[Saved data entries]
--*--

//! Execution engine - reconciles planned changes with bounded parallelism
//!
//! Distinct resource instances are independent and reconciled in
//! parallel. A failed instance keeps its recorded state; the others
//! proceed.

use crate::context::{ConfirmCallback, ProgressCallback};
use crate::error::{Error, Result};
use crate::planner::{ExecutionPlan, ResourceChange};
use crate::reconciler::{Action, Reconciled, Reconciler};
use crate::registry::SchemaRegistry;
use crate::remote::{CancelToken, Remote};
use crate::types::{ApplyResult, Diagnostic, ExecuteOptions, ExecuteSummary, ResourceAddress, ResourceState};
use rayon::prelude::*;
use std::sync::{Arc, Mutex};

/// What happened to every pending change of a plan.
#[derive(Debug, Default)]
pub struct ExecutionOutcome {
    pub summary: ExecuteSummary,
    /// New state per reconciled address; `None` when the resource is gone
    pub updates: Vec<(ResourceAddress, Option<ResourceState>)>,
    pub failures: Vec<(ResourceAddress, Error)>,
    pub diagnostics: Vec<(ResourceAddress, Diagnostic)>,
}

impl ExecutionOutcome {
    pub fn is_success(&self) -> bool {
        self.failures.is_empty()
    }

    /// Failures after which the remote may no longer match recorded state
    pub fn inconsistent(&self) -> impl Iterator<Item = &(ResourceAddress, Error)> {
        self.failures.iter().filter(|(_, e)| e.is_fatal())
    }
}

type Applied = (ApplyResult, Result<Reconciled>);

/// Execute a plan with the given options and callbacks
///
/// No-op changes are skipped. Nothing is applied in a dry run or when
/// the confirmation is declined.
pub fn execute<R, P, C>(
    plan: &ExecutionPlan,
    registry: &SchemaRegistry,
    remote: &R,
    opts: &ExecuteOptions,
    cancel: &CancelToken,
    progress: &mut P,
    confirm: &mut C,
) -> Result<ExecutionOutcome>
where
    R: Remote + ?Sized,
    P: ProgressCallback,
    C: ConfirmCallback,
{
    let pending: Vec<&ResourceChange> = plan.pending().collect();
    let mut outcome = ExecutionOutcome::default();
    outcome.summary.no_change = plan.total_resources() - pending.len();

    if pending.is_empty() || opts.dry_run {
        return Ok(outcome);
    }

    if !confirm.confirm("Apply changes?")? {
        outcome.summary.skipped = pending.len();
        return Ok(outcome);
    }

    let reconciler = Reconciler::new(registry, remote);

    progress.on_batch_start(pending.len());
    let applied = if opts.jobs <= 1 || pending.len() == 1 {
        execute_sequential(&pending, &reconciler, cancel, progress)
    } else {
        execute_parallel(&pending, &reconciler, opts.jobs, cancel, progress)?
    };
    progress.on_batch_complete();

    for (change, (result, reconciled)) in pending.iter().zip(applied) {
        outcome.summary.add_result(&result);
        let address = change.address.clone();
        match reconciled {
            Ok(reconciled) => {
                for diagnostic in reconciled.diagnostics {
                    outcome.diagnostics.push((address.clone(), diagnostic));
                }
                outcome.updates.push((address, reconciled.state));
            }
            Err(e) => {
                log::warn!("Failed to {} {address}: {e}", change.action());
                outcome.failures.push((address, e));
            }
        }
    }

    Ok(outcome)
}

fn execute_sequential<R, P>(
    pending: &[&ResourceChange],
    reconciler: &Reconciler<'_, R>,
    cancel: &CancelToken,
    progress: &mut P,
) -> Vec<Applied>
where
    R: Remote + ?Sized,
    P: ProgressCallback,
{
    let mut results = Vec::with_capacity(pending.len());
    for change in pending {
        progress.on_resource_start(&change.address, &change.action().to_string());
        let applied = apply_change(change, reconciler, cancel);
        progress.on_resource_complete(&change.address, &applied.0);
        results.push(applied);
    }
    results
}

/// Execute changes in parallel using rayon
fn execute_parallel<R, P>(
    pending: &[&ResourceChange],
    reconciler: &Reconciler<'_, R>,
    jobs: usize,
    cancel: &CancelToken,
    progress: &mut P,
) -> Result<Vec<Applied>>
where
    R: Remote + ?Sized,
    P: ProgressCallback,
{
    // The progress callback is not thread-safe; report after the batch.
    let results: Arc<Mutex<Vec<(usize, Applied)>>> =
        Arc::new(Mutex::new(Vec::with_capacity(pending.len())));

    let pool = rayon::ThreadPoolBuilder::new()
        .num_threads(jobs)
        .build()
        .map_err(|e| Error::Other(format!("Failed to create thread pool: {e}")))?;

    pool.install(|| {
        pending.par_iter().enumerate().for_each(|(index, change)| {
            let applied = apply_change(change, reconciler, cancel);
            push_applied(&results, index, applied);
        });
    });

    let mut results = into_applied(results)?;
    results.sort_by_key(|(index, _)| *index);

    for (index, (result, _)) in &results {
        progress.on_resource_complete(&pending[*index].address, result);
    }

    Ok(results.into_iter().map(|(_, applied)| applied).collect())
}

fn push_applied(results: &Arc<Mutex<Vec<(usize, Applied)>>>, index: usize, applied: Applied) {
    match results.lock() {
        Ok(mut locked) => locked.push((index, applied)),
        Err(poisoned) => poisoned.into_inner().push((index, applied)),
    }
}

fn into_applied(results: Arc<Mutex<Vec<(usize, Applied)>>>) -> Result<Vec<(usize, Applied)>> {
    let mutex = Arc::try_unwrap(results).map_err(|_| {
        Error::Other("Failed to collect apply results: shared result state".to_string())
    })?;

    match mutex.into_inner() {
        Ok(collected) => Ok(collected),
        Err(poisoned) => Ok(poisoned.into_inner()),
    }
}

/// Reconcile a single change
fn apply_change<R: Remote + ?Sized>(
    change: &ResourceChange,
    reconciler: &Reconciler<'_, R>,
    cancel: &CancelToken,
) -> Applied {
    let reconciled = reconciler.reconcile(change.prior.as_ref(), change.planned.as_ref(), cancel);
    let result = match &reconciled {
        Ok(r) => match r.action {
            Action::Create => ApplyResult::Created,
            Action::Update => ApplyResult::Modified,
            Action::Delete => ApplyResult::Removed,
            Action::Noop => ApplyResult::NoChange,
        },
        Err(Error::Cancelled) => ApplyResult::Skipped {
            reason: "cancelled".to_string(),
        },
        Err(e) => ApplyResult::Failed {
            error: e.to_string(),
        },
    };
    (result, reconciled)
}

--*--

- _PROBLEM STATEMENT_
Wherever the word "ResourceAddress" appears in the records above, copy that line.

- _TASK ANSWER_
use crate::types::{ApplyResult, Diagnostic, ExecuteOptions, ExecuteSummary, ResourceAddress, ResourceState};
    pub updates: Vec<(ResourceAddress, Option<ResourceState>)>,
    pub failures: Vec<(ResourceAddress, Error)>,
    pub diagnostics: Vec<(ResourceAddress, Diagnostic)>,
    pub fn inconsistent(&self) -> impl Iterator<Item = &(ResourceAddress, Error)> {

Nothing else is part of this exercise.